Unfortunately, that’s the way almost all franchisee associations get established. Whatever resources were saved by not doing it early on are consumed many times over because of the messy circumstances that must now be dealt with. Does that sound like a ridiculous way to go about it? Of course. Is history replete with examples of groups and even nations dealing with difficult relationships in the same manner? Just think of all the lollygagging by Europeans while Herr Hitler overran Europe. Those who refuse to learn from history will repeat history. A remark in the humor section of BlueMauMau is perfect for this situation – “No nations that have McDonalds franchises ever go to war with one another”.

Litigators really love it when it happens this way, because a good evangelist litigator can proselytize one hell of a retainer out of groups like this. To a litigator, the favorite clients are terrified wealthy people and very angry wealthy people.

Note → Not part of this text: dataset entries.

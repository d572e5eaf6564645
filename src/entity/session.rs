//! Inspection session entity.
//!
//! One row per inspection episode; status moves forward only
//! (in_progress -> uploaded/incomplete, uploaded -> completed).

use sea_orm::entity::prelude::*;

#[derive(Clone, Debug, PartialEq, Eq, DeriveEntityModel)]
#[sea_orm(table_name = "sessions")]
pub struct Model {
    #[sea_orm(primary_key, auto_increment = false)]
    pub id: String,
    pub vehicle_id: String,
    pub user_id: String,
    pub started_at: DateTimeUtc,
    pub completed_at: Option<DateTimeUtc>,
    pub status: String,
    pub total_photos: i32,
    pub valid_photos: i32,
}

#[derive(Copy, Clone, Debug, EnumIter, DeriveRelation)]
pub enum Relation {
    #[sea_orm(
        belongs_to = "super::vehicle::Entity",
        from = "Column::VehicleId",
        to = "super::vehicle::Column::Id"
    )]
    Vehicle,
    #[sea_orm(
        belongs_to = "super::user::Entity",
        from = "Column::UserId",
        to = "super::user::Column::Id"
    )]
    User,
    #[sea_orm(has_many = "super::photo::Entity")]
    Photos,
}

impl Related<super::vehicle::Entity> for Entity {
    fn to() -> RelationDef {
        Relation::Vehicle.def()
    }
}

impl Related<super::user::Entity> for Entity {
    fn to() -> RelationDef {
        Relation::User.def()
    }
}

impl Related<super::photo::Entity> for Entity {
    fn to() -> RelationDef {
        Relation::Photos.def()
    }
}

impl ActiveModelBehavior for ActiveModel {}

I have been through this scenario many times with desperate groups of franchisee who are their wits end. It is an awful way to do this. They have suffered terribly for having waited too long to get a good, effective franchisee association established. So much of what could positively have been accomplished is now going to be irretrievably lost. They will interview two kinds of lawyers. The first and preferred is the guy who looks at the situation and says that litigation is unnecessary – which is what everyone wants to hear. If they hire this person, the next two years will be spent with the franchisor pretending to lend a sympathetic ear while continuing with whatever is in play that is causing all the upset. The budget will be gone with nothing accomplished, and the support for an association will usually evaporate. Does it always happen this way? No. There are instances in which right mindedness raises its beautiful head. But wasting time and resources in chat when circumstances are desperate is most probably going to achieve nothing. Why would anyone who has been getting his way without interference for many years simply decide to so it otherwise because he is being confronted by a very bright business lawyer who is afraid of confrontation? 

At this point, anyone who tells you that litigation/arbitration is unnecessary simply does not understand how life works in franchising. No one will believe that compliant, albeit bitchy franchisees represent a threat in the absence of aggressive confrontation. Is this the most expensive and least desirable way to go about establishing a franchisee association? You bet. Then why do it this way?

But that’s usually the way it happens. More’s the pity.